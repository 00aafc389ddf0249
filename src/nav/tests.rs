//! Loader tests against a scripted host.

use std::cell::{Cell, RefCell};
use std::sync::Arc;
use std::time::Duration;

use rustc_hash::FxHashMap;
use tokio::sync::oneshot;

use super::*;
use crate::config::test_parse_config;
use crate::core::CanonicalPath;
use crate::fragment::HeaderText;
use crate::layout::{
    LabelLayout, LabelMetrics, RailProbe, ReferenceMetrics, SidenoteMeasurements, SidenotePlacement,
};

const HOME: &str = r#"<section data-page-title="Welcome" data-page-subtitle-0="a long welcome" data-page-subtitle-1="hi"><p>Hello.</p></section>"#;
const PROJECTS: &str = r#"<div data-page-title="All projects"><h2>Engines</h2><h3>Difference</h3></div>"#;
const WRITING: &str = r#"<ul class="writing-list"><li><a href="/writing/engines">Engines</a></li></ul>"#;
const POST: &str = r#"<article data-page-title="On Engines"><nav data-toc></nav><div data-toc-intro><p>Lead<label for="sn0" class="sidenote-number"></label></p><h2>Setup</h2></div><div class="writing-post__rail-right"><span class="sidenote sidenote--rail" data-sidenote-ref="sn0">note</span></div></article>"#;

#[derive(Default)]
struct MockHost {
    pages: RefCell<FxHashMap<String, Result<String, FetchError>>>,
    gates: RefCell<FxHashMap<String, oneshot::Receiver<()>>>,
    fetched: RefCell<Vec<String>>,
    content: RefCell<String>,
    title: RefCell<String>,
    header: RefCell<HeaderText>,
    history: RefCell<Vec<(NavigationState, HistoryMode)>>,
    scrolled: RefCell<Vec<Option<String>>>,
    active: RefCell<Option<CanonicalPath>>,
    fades: RefCell<Vec<Fade>>,
    locks: RefCell<Vec<Option<RegionKind>>>,
    rail: Cell<RailProbe>,
    references: RefCell<Vec<ReferenceMetrics>>,
    placements: RefCell<Vec<SidenotePlacement>>,
    layouts: RefCell<Vec<LabelLayout>>,
    shell_ids: RefCell<Vec<String>>,
}

impl MockHost {
    fn with_site() -> Self {
        let host = Self::default();
        host.page("_content/home.html", HOME);
        host.page("_content/projects.html", PROJECTS);
        host.page("_content/writing.html", WRITING);
        host.page("_content/writing/engines.html", POST);
        host
    }

    fn page(&self, location: &str, html: &str) {
        self.pages
            .borrow_mut()
            .insert(location.to_string(), Ok(html.to_string()));
    }

    fn fail(&self, location: &str, err: FetchError) {
        self.pages.borrow_mut().insert(location.to_string(), Err(err));
    }

    fn gate(&self, location: &str) -> oneshot::Sender<()> {
        let (tx, rx) = oneshot::channel();
        self.gates.borrow_mut().insert(location.to_string(), rx);
        tx
    }
}

impl Host for MockHost {
    async fn fetch(&self, location: &str) -> Result<String, FetchError> {
        self.fetched.borrow_mut().push(location.to_string());
        let gate = self.gates.borrow_mut().remove(location);
        if let Some(gate) = gate {
            let _ = gate.await;
        }
        self.pages
            .borrow()
            .get(location)
            .cloned()
            .unwrap_or(Err(FetchError::Status(404)))
    }

    async fn sleep(&self, _duration: Duration) {
        tokio::task::yield_now().await;
    }

    fn shell_ids(&self) -> Vec<String> {
        self.shell_ids.borrow().clone()
    }

    fn fade(&self, fade: Fade) {
        self.fades.borrow_mut().push(fade);
    }

    fn mount(&self, html: &str) {
        *self.content.borrow_mut() = html.to_string();
    }

    fn set_document_title(&self, title: &str) {
        *self.title.borrow_mut() = title.to_string();
    }

    fn set_header(&self, header: &HeaderText) {
        *self.header.borrow_mut() = header.clone();
    }

    fn measure_header(&self) -> Vec<LabelMetrics> {
        vec![LabelMetrics {
            container_width: 300.0,
            char_width: 10.0,
            menu_widths: vec![100.0],
            menu_gap: 8.0,
            variants: self.header.borrow().subtitles.clone(),
        }]
    }

    fn apply_header_layout(&self, layouts: &[LabelLayout]) {
        *self.layouts.borrow_mut() = layouts.to_vec();
    }

    fn measure_sidenotes(&self) -> SidenoteMeasurements {
        SidenoteMeasurements {
            rail: self.rail.get(),
            references: self.references.borrow().clone(),
        }
    }

    fn place_sidenotes(&self, placements: &[SidenotePlacement]) {
        *self.placements.borrow_mut() = placements.to_vec();
    }

    fn mark_active_nav(&self, path: &CanonicalPath) {
        *self.active.borrow_mut() = Some(path.clone());
    }

    fn record_history(&self, state: &NavigationState, mode: HistoryMode) {
        self.history.borrow_mut().push((state.clone(), mode));
    }

    fn scroll_to(&self, hash: Option<&str>) {
        self.scrolled.borrow_mut().push(hash.map(str::to_string));
    }

    fn set_selection_lock(&self, region: Option<RegionKind>) {
        self.locks.borrow_mut().push(region);
    }
}

fn session() -> Session {
    Session::new(Arc::new(test_parse_config(
        "[site]\nname = \"Ada\"\ntitle = \"Ada Lovelace\"\nsubtitles = [\"notes on engines\", \"notes\"]",
    )))
}

// ============================================================================
// Successful loads
// ============================================================================

#[tokio::test]
async fn test_load_exact_route() {
    let session = session();
    let host = MockHost::with_site();

    let outcome = load_route(&session, &host, "/projects/", HistoryMode::Replace).await;
    assert_eq!(outcome, NavOutcome::Loaded(crate::normalize("/projects")));

    let content = host.content.borrow();
    assert!(content.contains("<h2 id=\"engines\">"));
    assert!(content.contains("class=\"heading-anchor\" href=\"#difference\""));

    // Route override beats fragment metadata.
    assert_eq!(*host.title.borrow(), "Projects · Ada");
    assert_eq!(host.header.borrow().title, "All projects");
    assert_eq!(host.header.borrow().subtitles, ["All projects"]);

    let history = host.history.borrow();
    assert_eq!(history.len(), 1);
    assert_eq!(history[0].0.path, "/projects");
    assert_eq!(history[0].1, HistoryMode::Replace);

    assert_eq!(host.active.borrow().as_ref().unwrap(), "/projects");
    assert_eq!(session.current_path().unwrap(), "/projects");
    assert_eq!(*host.fades.borrow(), [Fade::Out, Fade::In]);
    assert_eq!(*host.locks.borrow(), [None]);
}

#[tokio::test]
async fn test_metadata_title_and_header() {
    let session = session();
    let host = MockHost::with_site();

    load_route(&session, &host, "/", HistoryMode::Push).await;
    assert_eq!(*host.title.borrow(), "Welcome · Ada");
    assert_eq!(host.header.borrow().subtitles, ["a long welcome", "hi"]);

    // "a long welcome" is 140px; 140 + 16 + 100 fits in 300.
    assert_eq!(
        *host.layouts.borrow(),
        [LabelLayout {
            variant: Some(0),
            stacked: false
        }]
    );
}

#[tokio::test]
async fn test_default_header_without_metadata() {
    let session = session();
    let host = MockHost::with_site();

    load_route(&session, &host, "/writing", HistoryMode::Push).await;
    assert_eq!(*host.title.borrow(), "Writing · Ada");
    assert_eq!(host.header.borrow().title, "Ada Lovelace");
    assert_eq!(host.header.borrow().subtitles, ["notes on engines", "notes"]);
}

#[tokio::test]
async fn test_hash_is_recorded_and_scrolled() {
    let session = session();
    let host = MockHost::with_site();

    let outcome = load_route(&session, &host, "/writing/engines#setup", HistoryMode::Push).await;
    assert_eq!(outcome, NavOutcome::Loaded(crate::normalize("/writing/engines")));

    let history = host.history.borrow();
    assert_eq!(history[0].0.hash.as_deref(), Some("setup"));
    assert_eq!(*host.scrolled.borrow(), [Some("setup".to_string())]);
    assert!(host.content.borrow().contains("data-toc-intro id=\"introduction\""));
}

#[tokio::test]
async fn test_generated_ids_avoid_shell_ids() {
    let session = session();
    let host = MockHost::with_site();
    host.shell_ids
        .borrow_mut()
        .extend(["setup".to_string(), "introduction".to_string()]);

    load_route(&session, &host, "/writing/engines", HistoryMode::Push).await;
    let content = host.content.borrow();
    assert!(content.contains("<h2 id=\"setup-2\">"));
    assert!(content.contains("data-toc-intro id=\"introduction-2\""));
    assert!(content.contains("href=\"#setup-2\""));
}

#[tokio::test]
async fn test_skip_mode_leaves_history() {
    let session = session();
    let host = MockHost::with_site();

    load_route(&session, &host, "/projects", HistoryMode::Skip).await;
    assert!(host.history.borrow().is_empty());
    assert_eq!(session.current_path().unwrap(), "/projects");
}

// ============================================================================
// Failures
// ============================================================================

#[tokio::test]
async fn test_unknown_path_is_not_found() {
    let session = session();
    let host = MockHost::with_site();

    let outcome = load_route(&session, &host, "/nope", HistoryMode::Push).await;
    assert_eq!(outcome, NavOutcome::NotFound);
    assert!(host.fetched.borrow().is_empty());
    assert!(host.content.borrow().contains("page-placeholder--not-found"));
    assert_eq!(*host.title.borrow(), "Not found · Ada");
    assert_eq!(host.header.borrow().title, "Ada Lovelace");
    assert!(host.history.borrow().is_empty());
    assert_eq!(session.current_path(), None);
}

#[tokio::test]
async fn test_missing_post_falls_back_to_index_once() {
    let session = session();
    let host = MockHost::with_site();

    let outcome = load_route(&session, &host, "/writing/missing", HistoryMode::Push).await;
    assert_eq!(outcome, NavOutcome::Loaded(crate::normalize("/writing")));
    assert_eq!(
        *host.fetched.borrow(),
        ["_content/writing/missing.html", "_content/writing.html"]
    );
    assert_eq!(host.history.borrow()[0].0.path, "/writing");
}

#[tokio::test]
async fn test_fallback_does_not_loop() {
    let session = session();
    let host = MockHost::with_site();
    host.fail("_content/writing.html", FetchError::Status(500));

    let outcome = load_route(&session, &host, "/writing/missing", HistoryMode::Push).await;
    assert_eq!(outcome, NavOutcome::Failed("HTTP 500".into()));
    assert_eq!(host.fetched.borrow().len(), 2);
    assert!(host.content.borrow().contains("HTTP 500"));
    assert_eq!(*host.title.borrow(), "Error · Ada");
    assert_eq!(host.header.borrow().title, "Ada Lovelace");
    assert!(host.history.borrow().is_empty());
}

#[tokio::test]
async fn test_non_content_failure_has_no_fallback() {
    let session = session();
    let host = MockHost::with_site();
    host.fail("_content/projects.html", FetchError::Transport("offline".into()));

    let outcome = load_route(&session, &host, "/projects", HistoryMode::Push).await;
    assert_eq!(outcome, NavOutcome::Failed("offline".into()));
    assert_eq!(*host.fetched.borrow(), ["_content/projects.html"]);
    assert!(host.content.borrow().contains("page-placeholder--error"));
}

#[tokio::test]
async fn test_failure_after_success_clears_current_path() {
    let session = session();
    let host = MockHost::with_site();

    load_route(&session, &host, "/projects", HistoryMode::Push).await;
    load_route(&session, &host, "/nope", HistoryMode::Push).await;
    assert_eq!(session.current_path(), None);
}

// ============================================================================
// Concurrency
// ============================================================================

#[tokio::test]
async fn test_later_navigation_wins() {
    let session = session();
    let host = MockHost::with_site();
    let release = host.gate("_content/projects.html");

    let (slow, fast, _) = tokio::join!(
        load_route(&session, &host, "/projects", HistoryMode::Push),
        load_route(&session, &host, "/writing", HistoryMode::Push),
        async move {
            tokio::task::yield_now().await;
            let _ = release.send(());
        },
    );

    assert_eq!(slow, NavOutcome::Superseded);
    assert_eq!(fast, NavOutcome::Loaded(crate::normalize("/writing")));
    assert!(host.content.borrow().contains("writing-list"));
    assert_eq!(*host.title.borrow(), "Writing · Ada");
    assert_eq!(host.history.borrow().len(), 1);
    assert_eq!(session.current_path().unwrap(), "/writing");
}

#[tokio::test]
async fn test_superseded_failure_renders_nothing() {
    let session = session();
    let host = MockHost::with_site();
    host.fail("_content/projects.html", FetchError::Status(503));
    let release = host.gate("_content/projects.html");

    let (slow, fast, _) = tokio::join!(
        load_route(&session, &host, "/projects", HistoryMode::Push),
        load_route(&session, &host, "/", HistoryMode::Push),
        async move {
            tokio::task::yield_now().await;
            let _ = release.send(());
        },
    );

    assert_eq!(slow, NavOutcome::Superseded);
    assert!(fast.loaded_path().is_some());
    assert!(!host.content.borrow().contains("page-placeholder"));
}

// ============================================================================
// Layout
// ============================================================================

#[tokio::test]
async fn test_sidenotes_skipped_when_rail_hidden() {
    let session = session();
    let host = MockHost::with_site();
    host.references.borrow_mut().push(ReferenceMetrics {
        note_id: "sn0".into(),
        offset_in_block: 0.0,
        block_top: 0.0,
        block_line_height: 20.0,
        note_height: 10.0,
        note_line_height: 20.0,
    });

    load_route(&session, &host, "/writing/engines", HistoryMode::Push).await;
    assert!(host.placements.borrow().is_empty());

    host.rail.set(RailProbe {
        displayed: true,
        width: 200.0,
    });
    relayout(&session, &host);
    let placements = host.placements.borrow();
    assert_eq!(placements.len(), 1);
    assert_eq!(placements[0].note_id, "sn0");
}
//! Canonical path type.
//!
//! Invariants of `CanonicalPath`:
//! - Always starts with `/`
//! - Never carries a query string or fragment
//! - Never ends with `/`, except the root `/` itself

use std::borrow::Borrow;
use std::sync::Arc;

use serde::{Deserialize, Serialize};

/// Normalized URL path, the single source of truth for "which page is loaded".
#[derive(Debug, Clone, PartialEq, Eq, Hash, PartialOrd, Ord)]
pub struct CanonicalPath(Arc<str>);

/// Map any path or URL-ish string to a canonical path.
///
/// Total over all strings: everything from the first `?` or `#` is dropped,
/// a leading `/` is added when missing and trailing slashes are removed.
/// The empty string maps to `/`.
///
/// All trailing slashes go, not just one, so `normalize` stays idempotent
/// for inputs like `/a//`.
pub fn normalize(input: &str) -> CanonicalPath {
    let path = match input.find(['?', '#']) {
        Some(idx) => &input[..idx],
        None => input,
    };

    let trimmed = path.trim_end_matches('/');
    if trimmed.is_empty() {
        return CanonicalPath::root();
    }

    if trimmed.starts_with('/') {
        CanonicalPath(Arc::from(trimmed))
    } else {
        CanonicalPath(Arc::from(format!("/{trimmed}")))
    }
}

impl CanonicalPath {
    /// The site root `/`.
    pub fn root() -> Self {
        Self(Arc::from("/"))
    }

    #[inline]
    pub fn as_str(&self) -> &str {
        &self.0
    }

    #[inline]
    pub fn is_root(&self) -> bool {
        self.as_str() == "/"
    }

    /// True when `self` is `prefix` or lies underneath it.
    ///
    /// `/writing/post` is under `/writing`; `/writings` is not.
    pub fn is_within(&self, prefix: &CanonicalPath) -> bool {
        if prefix.is_root() {
            return true;
        }
        match self.as_str().strip_prefix(prefix.as_str()) {
            Some(rest) => rest.is_empty() || rest.starts_with('/'),
            None => false,
        }
    }

    /// Path below `prefix`, without the separating slash.
    pub fn remainder_after(&self, prefix: &CanonicalPath) -> Option<&str> {
        if prefix.is_root() {
            return self.as_str().strip_prefix('/');
        }
        self.as_str()
            .strip_prefix(prefix.as_str())
            .and_then(|rest| rest.strip_prefix('/'))
    }
}

impl std::fmt::Display for CanonicalPath {
    fn fmt(&self, f: &mut std::fmt::Formatter<'_>) -> std::fmt::Result {
        f.write_str(&self.0)
    }
}

impl Default for CanonicalPath {
    fn default() -> Self {
        Self::root()
    }
}

impl AsRef<str> for CanonicalPath {
    fn as_ref(&self) -> &str {
        &self.0
    }
}

impl Borrow<str> for CanonicalPath {
    fn borrow(&self) -> &str {
        &self.0
    }
}

impl From<&str> for CanonicalPath {
    fn from(s: &str) -> Self {
        normalize(s)
    }
}

impl From<String> for CanonicalPath {
    fn from(s: String) -> Self {
        normalize(&s)
    }
}

impl PartialEq<str> for CanonicalPath {
    fn eq(&self, other: &str) -> bool {
        self.0.as_ref() == other
    }
}

impl PartialEq<&str> for CanonicalPath {
    fn eq(&self, other: &&str) -> bool {
        self.0.as_ref() == *other
    }
}

impl Serialize for CanonicalPath {
    fn serialize<S>(&self, serializer: S) -> Result<S::Ok, S::Error>
    where
        S: serde::Serializer,
    {
        self.0.serialize(serializer)
    }
}

impl<'de> Deserialize<'de> for CanonicalPath {
    fn deserialize<D>(deserializer: D) -> Result<Self, D::Error>
    where
        D: serde::Deserializer<'de>,
    {
        let s = String::deserialize(deserializer)?;
        Ok(normalize(&s))
    }
}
——
#### Task instructions:
Scan the listing and report each line where the word "class" shows up.

#### Solution to this exercise:
const WRITING: &str = r#"<ul class="writing-list"><li><a href="/writing/engines">Engines</a></li></ul>"#;
const POST: &str = r#"<article data-page-title="On Engines"><nav data-toc></nav><div data-toc-intro><p>Lead<label for="sn0" class="sidenote-number"></label></p><h2>Setup</h2></div><div class="writing-post__rail-right"><span class="sidenote sidenote--rail" data-sidenote-ref="sn0">note</span></div></article>"#;
    assert!(content.contains("class=\"heading-anchor\" href=\"#difference\""));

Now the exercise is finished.